• What needs to be done
Restate word for word the lines of the entries below, starting with the line that holds "let frames = channels.iter().map(Vec::len).min().unwrap_or(0);" and ending with the line that holds "apply_vibrato(&mut samples, 1000.0);", and no others.

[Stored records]

_ _ _ _ _

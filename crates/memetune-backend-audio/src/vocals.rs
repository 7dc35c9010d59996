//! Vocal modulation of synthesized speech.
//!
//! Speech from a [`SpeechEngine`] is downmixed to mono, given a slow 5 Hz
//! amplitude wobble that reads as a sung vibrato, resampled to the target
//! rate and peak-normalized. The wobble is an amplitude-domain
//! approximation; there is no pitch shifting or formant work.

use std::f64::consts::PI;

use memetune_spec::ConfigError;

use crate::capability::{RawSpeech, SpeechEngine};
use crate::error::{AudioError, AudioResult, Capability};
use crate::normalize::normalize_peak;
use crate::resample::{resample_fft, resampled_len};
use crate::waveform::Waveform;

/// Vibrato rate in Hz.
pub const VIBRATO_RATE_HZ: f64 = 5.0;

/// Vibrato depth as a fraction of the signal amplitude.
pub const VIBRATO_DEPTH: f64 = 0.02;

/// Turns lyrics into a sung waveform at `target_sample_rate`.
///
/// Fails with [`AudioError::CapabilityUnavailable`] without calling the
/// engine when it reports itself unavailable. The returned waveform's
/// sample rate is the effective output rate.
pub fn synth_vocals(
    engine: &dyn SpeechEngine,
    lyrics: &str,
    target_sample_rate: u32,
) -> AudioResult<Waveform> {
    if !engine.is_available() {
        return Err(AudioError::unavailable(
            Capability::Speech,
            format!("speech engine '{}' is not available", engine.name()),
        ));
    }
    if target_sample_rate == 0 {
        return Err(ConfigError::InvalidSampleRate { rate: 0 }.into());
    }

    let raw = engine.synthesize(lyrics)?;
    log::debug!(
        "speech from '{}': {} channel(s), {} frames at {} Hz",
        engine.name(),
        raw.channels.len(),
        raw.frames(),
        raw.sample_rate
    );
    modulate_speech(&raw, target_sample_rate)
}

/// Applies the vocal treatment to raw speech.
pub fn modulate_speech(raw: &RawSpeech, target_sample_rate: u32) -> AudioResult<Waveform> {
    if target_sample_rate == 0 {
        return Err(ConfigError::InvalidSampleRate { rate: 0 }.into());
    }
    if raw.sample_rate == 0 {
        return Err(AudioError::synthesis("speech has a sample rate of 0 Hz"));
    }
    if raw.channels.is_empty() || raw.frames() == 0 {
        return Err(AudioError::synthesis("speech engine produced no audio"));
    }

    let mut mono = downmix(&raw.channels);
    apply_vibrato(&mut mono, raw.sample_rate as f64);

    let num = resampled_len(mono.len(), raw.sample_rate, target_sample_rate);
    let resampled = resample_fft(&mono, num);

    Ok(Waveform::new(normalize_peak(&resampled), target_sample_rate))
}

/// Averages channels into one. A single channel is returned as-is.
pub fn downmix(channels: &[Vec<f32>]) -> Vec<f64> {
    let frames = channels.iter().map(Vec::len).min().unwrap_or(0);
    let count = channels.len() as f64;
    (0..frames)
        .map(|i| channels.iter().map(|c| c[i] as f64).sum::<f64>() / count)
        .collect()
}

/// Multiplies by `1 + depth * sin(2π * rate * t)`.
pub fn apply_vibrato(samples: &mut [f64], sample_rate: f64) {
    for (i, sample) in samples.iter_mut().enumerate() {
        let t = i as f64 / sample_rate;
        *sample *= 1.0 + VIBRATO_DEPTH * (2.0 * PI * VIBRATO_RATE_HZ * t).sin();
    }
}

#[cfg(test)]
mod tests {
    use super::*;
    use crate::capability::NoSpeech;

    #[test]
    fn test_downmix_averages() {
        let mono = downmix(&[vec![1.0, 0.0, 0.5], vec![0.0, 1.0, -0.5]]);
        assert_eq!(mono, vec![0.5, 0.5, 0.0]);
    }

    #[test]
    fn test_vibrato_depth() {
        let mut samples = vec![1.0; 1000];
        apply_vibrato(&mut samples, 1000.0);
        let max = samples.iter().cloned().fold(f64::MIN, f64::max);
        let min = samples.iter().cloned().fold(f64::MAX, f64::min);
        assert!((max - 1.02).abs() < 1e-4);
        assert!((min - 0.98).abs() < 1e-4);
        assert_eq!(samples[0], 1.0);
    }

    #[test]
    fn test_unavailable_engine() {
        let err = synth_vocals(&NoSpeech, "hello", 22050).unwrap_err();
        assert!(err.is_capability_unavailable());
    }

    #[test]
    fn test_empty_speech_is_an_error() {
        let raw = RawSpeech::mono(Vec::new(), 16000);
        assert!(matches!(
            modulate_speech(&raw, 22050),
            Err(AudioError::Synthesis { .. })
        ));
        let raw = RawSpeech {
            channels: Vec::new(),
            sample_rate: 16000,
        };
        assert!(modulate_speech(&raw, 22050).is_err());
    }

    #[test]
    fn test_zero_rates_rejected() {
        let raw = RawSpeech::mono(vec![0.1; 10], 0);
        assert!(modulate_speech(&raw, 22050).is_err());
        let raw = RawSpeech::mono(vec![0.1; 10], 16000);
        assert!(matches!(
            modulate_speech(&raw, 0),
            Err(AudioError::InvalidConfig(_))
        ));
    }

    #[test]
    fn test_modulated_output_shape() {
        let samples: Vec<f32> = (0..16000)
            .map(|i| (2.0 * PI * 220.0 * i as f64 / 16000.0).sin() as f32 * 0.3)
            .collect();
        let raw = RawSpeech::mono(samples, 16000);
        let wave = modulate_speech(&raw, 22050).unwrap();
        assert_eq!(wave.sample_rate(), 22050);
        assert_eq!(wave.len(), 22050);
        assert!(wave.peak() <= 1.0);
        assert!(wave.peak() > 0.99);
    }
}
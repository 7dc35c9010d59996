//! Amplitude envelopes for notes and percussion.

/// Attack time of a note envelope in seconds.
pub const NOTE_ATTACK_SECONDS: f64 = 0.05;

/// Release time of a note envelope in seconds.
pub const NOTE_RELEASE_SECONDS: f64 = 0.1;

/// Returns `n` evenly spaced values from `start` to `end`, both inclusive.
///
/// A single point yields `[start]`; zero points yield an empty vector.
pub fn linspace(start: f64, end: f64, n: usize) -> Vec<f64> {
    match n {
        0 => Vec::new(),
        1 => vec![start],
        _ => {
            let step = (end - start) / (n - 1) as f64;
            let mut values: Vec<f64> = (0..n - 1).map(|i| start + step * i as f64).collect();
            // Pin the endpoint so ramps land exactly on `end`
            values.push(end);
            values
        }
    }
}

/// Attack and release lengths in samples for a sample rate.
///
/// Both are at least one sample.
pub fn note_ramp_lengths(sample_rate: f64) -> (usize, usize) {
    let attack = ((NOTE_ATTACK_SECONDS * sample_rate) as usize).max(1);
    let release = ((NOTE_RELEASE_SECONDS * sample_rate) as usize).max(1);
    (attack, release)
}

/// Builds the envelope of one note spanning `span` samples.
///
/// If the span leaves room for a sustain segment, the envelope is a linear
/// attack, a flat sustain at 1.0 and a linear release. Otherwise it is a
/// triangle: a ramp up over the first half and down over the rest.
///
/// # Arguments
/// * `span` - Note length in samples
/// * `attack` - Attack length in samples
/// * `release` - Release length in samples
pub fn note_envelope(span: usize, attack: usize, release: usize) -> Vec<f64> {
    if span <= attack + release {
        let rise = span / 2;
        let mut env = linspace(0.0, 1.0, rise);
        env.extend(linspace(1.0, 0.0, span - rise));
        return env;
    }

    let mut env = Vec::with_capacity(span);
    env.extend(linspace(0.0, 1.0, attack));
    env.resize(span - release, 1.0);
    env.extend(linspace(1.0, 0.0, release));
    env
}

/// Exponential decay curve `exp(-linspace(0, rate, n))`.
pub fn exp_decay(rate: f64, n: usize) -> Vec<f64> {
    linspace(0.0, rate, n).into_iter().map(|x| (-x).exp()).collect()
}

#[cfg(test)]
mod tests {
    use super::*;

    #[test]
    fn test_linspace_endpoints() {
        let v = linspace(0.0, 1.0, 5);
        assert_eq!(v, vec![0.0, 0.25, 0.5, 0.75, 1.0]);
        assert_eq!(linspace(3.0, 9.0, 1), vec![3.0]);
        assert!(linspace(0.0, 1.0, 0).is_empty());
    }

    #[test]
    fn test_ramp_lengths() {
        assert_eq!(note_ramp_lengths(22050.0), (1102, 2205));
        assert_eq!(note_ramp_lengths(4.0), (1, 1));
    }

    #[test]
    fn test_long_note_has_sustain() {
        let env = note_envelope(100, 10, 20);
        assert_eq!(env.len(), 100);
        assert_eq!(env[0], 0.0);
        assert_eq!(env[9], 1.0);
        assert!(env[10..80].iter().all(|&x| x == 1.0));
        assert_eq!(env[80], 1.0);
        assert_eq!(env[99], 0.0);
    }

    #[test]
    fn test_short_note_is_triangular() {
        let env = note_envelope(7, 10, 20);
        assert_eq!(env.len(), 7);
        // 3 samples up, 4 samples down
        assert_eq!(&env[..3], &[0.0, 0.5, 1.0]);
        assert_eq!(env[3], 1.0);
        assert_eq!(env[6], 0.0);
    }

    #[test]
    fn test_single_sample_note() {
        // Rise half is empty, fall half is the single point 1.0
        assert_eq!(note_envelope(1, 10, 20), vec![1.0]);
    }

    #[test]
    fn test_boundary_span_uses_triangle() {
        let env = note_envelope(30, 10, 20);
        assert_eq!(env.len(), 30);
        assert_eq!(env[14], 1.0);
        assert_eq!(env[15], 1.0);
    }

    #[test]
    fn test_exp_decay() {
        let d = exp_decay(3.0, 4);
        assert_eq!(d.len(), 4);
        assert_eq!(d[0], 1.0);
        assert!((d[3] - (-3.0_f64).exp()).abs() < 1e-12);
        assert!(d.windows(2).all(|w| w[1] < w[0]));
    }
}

_ _ _ _ _

• Solved problem
    let frames = channels.iter().map(Vec::len).min().unwrap_or(0);
    let count = channels.len() as f64;
    (0..frames)
        .map(|i| channels.iter().map(|c| c[i] as f64).sum::<f64>() / count)
        .collect()
}

/// Multiplies by `1 + depth * sin(2π * rate * t)`.
pub fn apply_vibrato(samples: &mut [f64], sample_rate: f64) {
    for (i, sample) in samples.iter_mut().enumerate() {
        let t = i as f64 / sample_rate;
        *sample *= 1.0 + VIBRATO_DEPTH * (2.0 * PI * VIBRATO_RATE_HZ * t).sin();
    }
}

#[cfg(test)]
mod tests {
    use super::*;
    use crate::capability::NoSpeech;

    #[test]
    fn test_downmix_averages() {
        let mono = downmix(&[vec![1.0, 0.0, 0.5], vec![0.0, 1.0, -0.5]]);
        assert_eq!(mono, vec![0.5, 0.5, 0.0]);
    }

    #[test]
    fn test_vibrato_depth() {
        let mut samples = vec![1.0; 1000];
        apply_vibrato(&mut samples, 1000.0);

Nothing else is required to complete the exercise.